The ABA2 study was a multicenter, phase II, investigator-sponsored trial conducted by Dr. Kean. ABA2 had two cohorts: a single arm cohort for patients receiving transplants from mismatched unrelated donors (MMUD; “7/8” cohort), and a randomized, double-blind, placebo-controlled cohort for patients receiving transplants from 8/8 matched unrelated donors (MUD; “8/8” cohort). All subjects received a calcineurin inhibitor, with dosing starting on day 2 and continuing through at least day 100 as tolerated, and methotrexate on days 1, 3, 6, and 11 (transplant day is day 0). Abatacept-treated particpants received 10 mg/kg of the agent on days -1, 5, 14, and 28.

In the ABA2 clinical trial, addition of abatacept to standard-of-care acute graft-vs-host disease prophylaxis of methotrexate and a calcineurin inhbitor resulted in a significantly higher acute graft-vs-host disease–free survival rate compared to registry controls in the single-arm 7/8 HLA-matched cohort, and numerically higher severe acute graft-vs-host disease–free survival rate rate in the double-blind, placebo-controlled 8/8 HLA-matched cohort at 180 days post-transplant.

Breakthrough Therapy Designation for Toripalimab for First-Line Treatment of Nasopharyngeal Carcinoma

The FDA granted Breakthrough Therapy designation to toripalimab in combination with chemotherapy (gemcitabine and cisplatin) for the first-line treatment of recurrent or metastatic nasopharyngeal carcinoma. The FDA had earlier granted Breakthrough Therapy designation for toripalimab monotherapy for patients with recurrent or metastatic nasopharyngeal carcinoma with disease progression on or after platinum-containing chemotherapy.

Toripalimab is an anti–PD-1 monoclonal antibody developed for its ability to block PD-1 interactions with its ligands, PD-L1 and PD-L2, and for enhanced receptor internalization (endocytosis function).

The Breakthrough Therapy designation is supported by data from the phase III JUPITER-02 clinical trial evaluating toripalimab in combination with chemotherapy for the first-line treatment of nasopharyngeal carcinoma. In this study, toripalimab in combination with chemotherapy demonstrated a statistically significant and clinically meaningful improvement in progression free survival compared to chemotherapy alone (assessed by a blinded independent review committee per Response Evaluation Criteria in Solid Tumors version 1.1).

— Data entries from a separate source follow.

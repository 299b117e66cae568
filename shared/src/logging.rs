//! Logging bootstrap shared by every binary
//!
//! One explicit initialization at startup, keyed off the [`ToolId`]
//! singleton; components receive the subscriber implicitly through `tracing`
//! rather than through module-level mutable state.

use tracing_subscriber::{fmt, EnvFilter};

use crate::types::ToolId;

/// Initialize the tracing subscriber for the current tool at the default level
pub fn init_tracing() {
    init_tracing_with_level(None);
}

/// Initialize the tracing subscriber with an explicit base level
pub fn init_tracing_with_level(log_level: Option<&str>) {
    let tool = ToolId::current();
    let base_level = log_level.unwrap_or("info");

    let env_filter = format!(
        "{tool}={base_level},shared={base_level},prober={base_level},reqwest=warn"
    );

    fmt()
        .with_env_filter(EnvFilter::new(&env_filter))
        .with_target(false)
        .with_thread_ids(false)
        .with_file(false)
        .with_line_number(false)
        .init();
}
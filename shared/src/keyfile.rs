//! Newline-delimited key file store
//!
//! Candidate keys are opaque strings, one per line. Loading preserves file
//! order and duplicates; deduplication is the caller's concern. Saving an
//! empty bucket writes no file, so output directories never collect
//! zero-byte artifacts.

use std::fs;
use std::path::Path;

use tracing::{error, info};

use crate::errors::KeyfileError;

/// Load keys from a newline-delimited file, trimming whitespace and dropping
/// blank lines. File order is preserved.
pub fn load_keys(path: &Path) -> Result<Vec<String>, KeyfileError> {
    if !path.exists() {
        return Err(KeyfileError::NotFound {
            path: path.to_path_buf(),
        });
    }

    let raw = fs::read_to_string(path).map_err(|source| KeyfileError::Unreadable {
        path: path.to_path_buf(),
        source,
    })?;

    let keys: Vec<String> = raw
        .lines()
        .map(str::trim)
        .filter(|line| !line.is_empty())
        .map(str::to_string)
        .collect();

    info!("loaded {} keys from {}", keys.len(), path.display());
    Ok(keys)
}

/// Write keys one per line, unconditionally overwriting any existing file.
/// An empty key list writes nothing.
pub fn save_keys(label: &str, keys: &[String], path: &Path) -> Result<(), KeyfileError> {
    if keys.is_empty() {
        info!("no {label} keys to save, not writing {}", path.display());
        return Ok(());
    }

    let mut contents = String::with_capacity(keys.len() * 40);
    for key in keys {
        contents.push_str(key);
        contents.push('\n');
    }

    fs::write(path, contents).map_err(|source| KeyfileError::WriteFailed {
        path: path.to_path_buf(),
        source,
    })?;

    info!("saved {} {label} keys to {}", keys.len(), path.display());
    Ok(())
}

/// Save keys, falling back to dumping every key into the log stream when the
/// write fails, so an operator never silently loses results.
pub fn save_or_dump(label: &str, keys: &[String], path: &Path) {
    if let Err(e) = save_keys(label, keys, path) {
        error!("{e}");
        error!("listing {label} keys below for manual recovery:");
        for key in keys {
            error!("{key}");
        }
    }
}

/// Normalize a raw pasted block of keys: strip one enclosing fullwidth
/// corner-bracket pair, split into lines, trim each, drop blanks, then
/// dedupe and sort ascending by codepoint.
pub fn normalize_keys(raw: &str) -> Vec<String> {
    let mut text = raw.trim();
    text = text.strip_prefix('「').unwrap_or(text);
    text = text.strip_suffix('」').unwrap_or(text);

    let mut keys: Vec<String> = text
        .trim()
        .lines()
        .map(str::trim)
        .filter(|line| !line.is_empty())
        .map(str::to_string)
        .collect();

    keys.sort();
    keys.dedup();
    keys
}
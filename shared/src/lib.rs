//! Shared library for the key toolkit
//!
//! Holds the pieces every tool needs: tool identity for log filtering, the
//! tracing bootstrap, the newline-delimited key file store, and the error
//! types those produce.

pub mod errors;
pub mod keyfile;
pub mod logging;
pub mod types;

// Re-export main types
pub use errors::KeyfileError;
pub use types::{redacted, ToolId};
//! Analyzer binary entry point
//!
//! Splits candidate keys by how the chat probe answers: keys that respond
//! land in the dated `_200` file, quota-limited keys in the dated `_429`
//! file, and everything else is reported invalid. Unlike the tester there is
//! no per-key liveness pre-check and quota state is reported, not folded
//! into validity.

use std::path::Path;

use chrono::Local;
use tracing::{info, warn};

use prober::{CheckPolicy, GeminiClient, KeyBucket, KeyRun, ProbeConfig};
use shared::{keyfile, logging, ToolId};

/// Candidate key file, resolved against the working directory
const API_KEYS_FILE: &str = "api_keys.txt";

fn responding_filename(date_stamp: &str) -> String {
    format!("{date_stamp}_200.txt")
}

fn quota_filename(date_stamp: &str) -> String {
    format!("{date_stamp}_429.txt")
}

#[tokio::main]
async fn main() {
    ToolId::init(ToolId::Analyzer);
    logging::init_tracing();

    info!("🚀 starting Gemini API response analyzer");

    let keys = match keyfile::load_keys(Path::new(API_KEYS_FILE)) {
        Ok(keys) => keys,
        Err(e) => {
            warn!("{e}; continuing with an empty candidate list");
            Vec::new()
        }
    };

    let probe = ProbeConfig::default();
    let client = GeminiClient::new(probe.timeout_seconds);
    let run = KeyRun::new(client, CheckPolicy::Analyze).with_probe_config(probe);

    let report = run.run(&keys).await;

    let date_stamp = Local::now().format("%Y%m%d").to_string();
    keyfile::save_or_dump(
        "200",
        report.keys_in(KeyBucket::Valid),
        Path::new(&responding_filename(&date_stamp)),
    );
    keyfile::save_or_dump(
        "429",
        report.keys_in(KeyBucket::RateLimited),
        Path::new(&quota_filename(&date_stamp)),
    );

    report.log_summary();
    info!("✅ analyzer finished");
}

JUPITER-02 also met secondary endpoints of progression-free survival. There was also a longer duration of response, a higher disease control rate, and higher 1- and 2-year survival rates for the toripalimab arm. The safety profile of toripalimab is consistent with that observed in previously reported toripalimab clinical trials and the safety profile of this class of drugs.

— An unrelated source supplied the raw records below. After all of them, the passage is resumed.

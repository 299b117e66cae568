//! Core types shared by every tool in the workspace

use std::fmt;
use std::sync::OnceLock;

/// Global tool ID singleton - set once at startup
static TOOL_ID: OnceLock<ToolId> = OnceLock::new();

/// Identifies which binary is running; drives log filtering and diagnostics
#[derive(Debug, Clone, Copy, PartialEq, Eq, Hash)]
pub enum ToolId {
    /// Key tester (liveness + chat probe, valid/invalid split)
    Tester,
    /// Response analyzer (chat probe only, 200/429/invalid split)
    Analyzer,
    /// Page scraper companion
    Scraper,
    /// Dedup/cleanup utility
    Dedup,
}

impl ToolId {
    /// Initialize the global tool ID; the first call wins
    pub fn init(tool: ToolId) -> &'static ToolId {
        TOOL_ID.get_or_init(|| tool)
    }

    /// Get the global tool ID (must be initialized first)
    pub fn current() -> &'static ToolId {
        TOOL_ID.get().expect("ToolId not initialized - call ToolId::init first")
    }
}

impl fmt::Display for ToolId {
    fn fmt(&self, f: &mut fmt::Formatter<'_>) -> fmt::Result {
        match self {
            ToolId::Tester => write!(f, "tester"),
            ToolId::Analyzer => write!(f, "analyzer"),
            ToolId::Scraper => write!(f, "scraper"),
            ToolId::Dedup => write!(f, "dedup"),
        }
    }
}

/// Redacted form of a candidate key for logging: the first eight characters.
/// Whole keys stay out of the log stream.
pub fn redacted(key: &str) -> String {
    let cut = key
        .char_indices()
        .nth(8)
        .map(|(index, _)| index)
        .unwrap_or(key.len());
    format!("{}...", &key[..cut])
}
//! Origin tracking for transferable files
//!
//! Every staged file carries exactly one origin: either a source account or
//! the static bucket of pre-existing files. The registry is built during the
//! download phase and only read afterwards.

use std::collections::BTreeMap;
use std::fmt;
use std::path::PathBuf;

/// Identity of a Tenable account, taken from its access key
#[derive(Clone, PartialEq, Eq, Hash, PartialOrd, Ord)]
pub struct AccountIdentity(String);

impl AccountIdentity {
    pub fn new(access_key: impl Into<String>) -> Self {
        AccountIdentity(access_key.into())
    }

    /// Short, log-safe form of the key
    pub fn fingerprint(&self) -> String {
        let tail: String = self
            .0
            .chars()
            .rev()
            .take(4)
            .collect::<Vec<_>>()
            .into_iter()
            .rev()
            .collect();
        format!("...{}", tail)
    }
}

// Access keys are credentials; never print them whole
impl fmt::Debug for AccountIdentity {
    fn fmt(&self, f: &mut fmt::Formatter<'_>) -> fmt::Result {
        write!(f, "AccountIdentity({})", self.fingerprint())
    }
}

impl fmt::Display for AccountIdentity {
    fn fmt(&self, f: &mut fmt::Formatter<'_>) -> fmt::Result {
        write!(f, "account {}", self.fingerprint())
    }
}

/// Where a transferable file came from
#[derive(Debug, Clone, PartialEq, Eq, Hash, PartialOrd, Ord)]
pub enum Origin {
    /// Pre-existing file from a configured directory: never deleted,
    /// never subject to loop-back suppression
    Static,
    /// Downloaded from the account with this identity during this run
    Account(AccountIdentity),
}

impl Origin {
    pub fn is_static(&self) -> bool {
        matches!(self, Origin::Static)
    }
}

impl fmt::Display for Origin {
    fn fmt(&self, f: &mut fmt::Formatter<'_>) -> fmt::Result {
        match self {
            Origin::Static => f.write_str("static files"),
            Origin::Account(identity) => identity.fmt(f),
        }
    }
}

/// A destination must never receive files its own account produced.
pub fn is_loopback(origin: &Origin, destination: &AccountIdentity) -> bool {
    matches!(origin, Origin::Account(identity) if identity == destination)
}

/// Mapping from origin to the files it produced in this run
#[derive(Debug, Default, Clone)]
pub struct OriginRegistry {
    entries: BTreeMap<Origin, Vec<PathBuf>>,
}

impl OriginRegistry {
    pub fn new() -> Self {
        Self::default()
    }

    /// Append files under `origin`; an origin seen twice accumulates
    pub fn register(&mut self, origin: Origin, files: impl IntoIterator<Item = PathBuf>) {
        let list = self.entries.entry(origin).or_default();
        for file in files {
            if !list.contains(&file) {
                list.push(file);
            }
        }
    }

    pub fn iter(&self) -> impl Iterator<Item = (&Origin, &[PathBuf])> {
        self.entries
            .iter()
            .map(|(origin, files)| (origin, files.as_slice()))
    }

    pub fn files_for(&self, origin: &Origin) -> &[PathBuf] {
        self.entries
            .get(origin)
            .map(Vec::as_slice)
            .unwrap_or_default()
    }

    pub fn total_files(&self) -> usize {
        self.entries.values().map(Vec::len).sum()
    }

    pub fn is_empty(&self) -> bool {
        self.total_files() == 0
    }

    /// Files downloaded this run; these are the ones cleanup deletes
    pub fn downloaded_files(&self) -> impl Iterator<Item = &PathBuf> {
        self.entries
            .iter()
            .filter(|(origin, _)| !origin.is_static())
            .flat_map(|(_, files)| files.iter())
    }

    pub fn static_files(&self) -> &[PathBuf] {
        self.files_for(&Origin::Static)
    }
}
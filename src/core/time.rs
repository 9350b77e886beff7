//! Time provider abstraction for testable time-dependent logic

use std::time::{Duration, SystemTime, UNIX_EPOCH};

/// Seconds in one day, used when converting `completed_within_days`
pub const SECONDS_PER_DAY: i64 = 86_400;

/// Abstraction over system time for testable time-dependent logic
pub trait TimeProvider: Send + Sync {
    /// Get the current system time (for timestamps)
    fn system_time(&self) -> SystemTime;

    /// Current time as whole seconds since the Unix epoch
    fn unix_timestamp(&self) -> i64 {
        match self.system_time().duration_since(UNIX_EPOCH) {
            Ok(elapsed) => elapsed.as_secs() as i64,
            Err(before_epoch) => -(before_epoch.duration().as_secs() as i64),
        }
    }
}

/// Production time provider using actual system time
#[derive(Debug, Default, Clone)]
pub struct SystemTimeProvider;

impl TimeProvider for SystemTimeProvider {
    fn system_time(&self) -> SystemTime {
        SystemTime::now()
    }
}

/// Frozen time provider for deterministic runs and tests
#[derive(Debug, Clone, Copy)]
pub struct MockTimeProvider {
    current_system_time: SystemTime,
}

impl MockTimeProvider {
    /// Create a mock provider frozen at the current system time
    pub fn new() -> Self {
        Self::at(SystemTime::now())
    }

    /// Create a mock provider frozen at the given time
    pub fn at(system_time: SystemTime) -> Self {
        Self {
            current_system_time: system_time,
        }
    }

    /// Create a mock provider frozen at the given Unix timestamp
    pub fn at_unix(seconds: u64) -> Self {
        Self::at(UNIX_EPOCH + Duration::from_secs(seconds))
    }
}

impl Default for MockTimeProvider {
    fn default() -> Self {
        Self::new()
    }
}

impl TimeProvider for MockTimeProvider {
    fn system_time(&self) -> SystemTime {
        self.current_system_time
    }
}

/// Oldest acceptable completion time for a run `days` days back from now.
pub fn freshness_cutoff(time: &dyn TimeProvider, days: u32) -> i64 {
    time.unix_timestamp() - i64::from(days) * SECONDS_PER_DAY
}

The results of JUPITER-02 were recently presented at the 2021 ASCO Annual Meeting (Abstract LBA2) and published by Mai et al in Nature Medicine.

Fast Track Designation for STRO-002 in Advanced Ovarian Cancer

The FDA granted Fast Track designation for STRO-002, a folate receptor alpha (FolRα)-targeting antibody-drug conjugate for the treatment of patients with platinum-resistant epithelial ovarian, fallopian tube, or primary peritoneal cancer who have received one to three prior lines of systemic therapy.

STRO-001-GM1 is a phase I trial of STRO-002 for patients with advanced ovarian cancer that have progressed or relapsed after standard-of-care treatments to assess efficacy, safety, and tolerability. The dose-escalation cohort has been completed and the dose-expansion cohort has enrolled patients from sites in the United States and in Spain, with enrollment ongoing. Patients are not preselected for FolRα expression but are required to provide a tissue sample for FolRα analysis prior to study treatment. Patients are randomly assigned 1:1 and treated with STRO-002 at either 4.3 or 5.2 mg/kg every 3 weeks.

The content in this post has not been reviewed by the American Society of Clinical Oncology, Inc. (ASCO®) and does not necessarily reflect the ideas and opinions of ASCO®.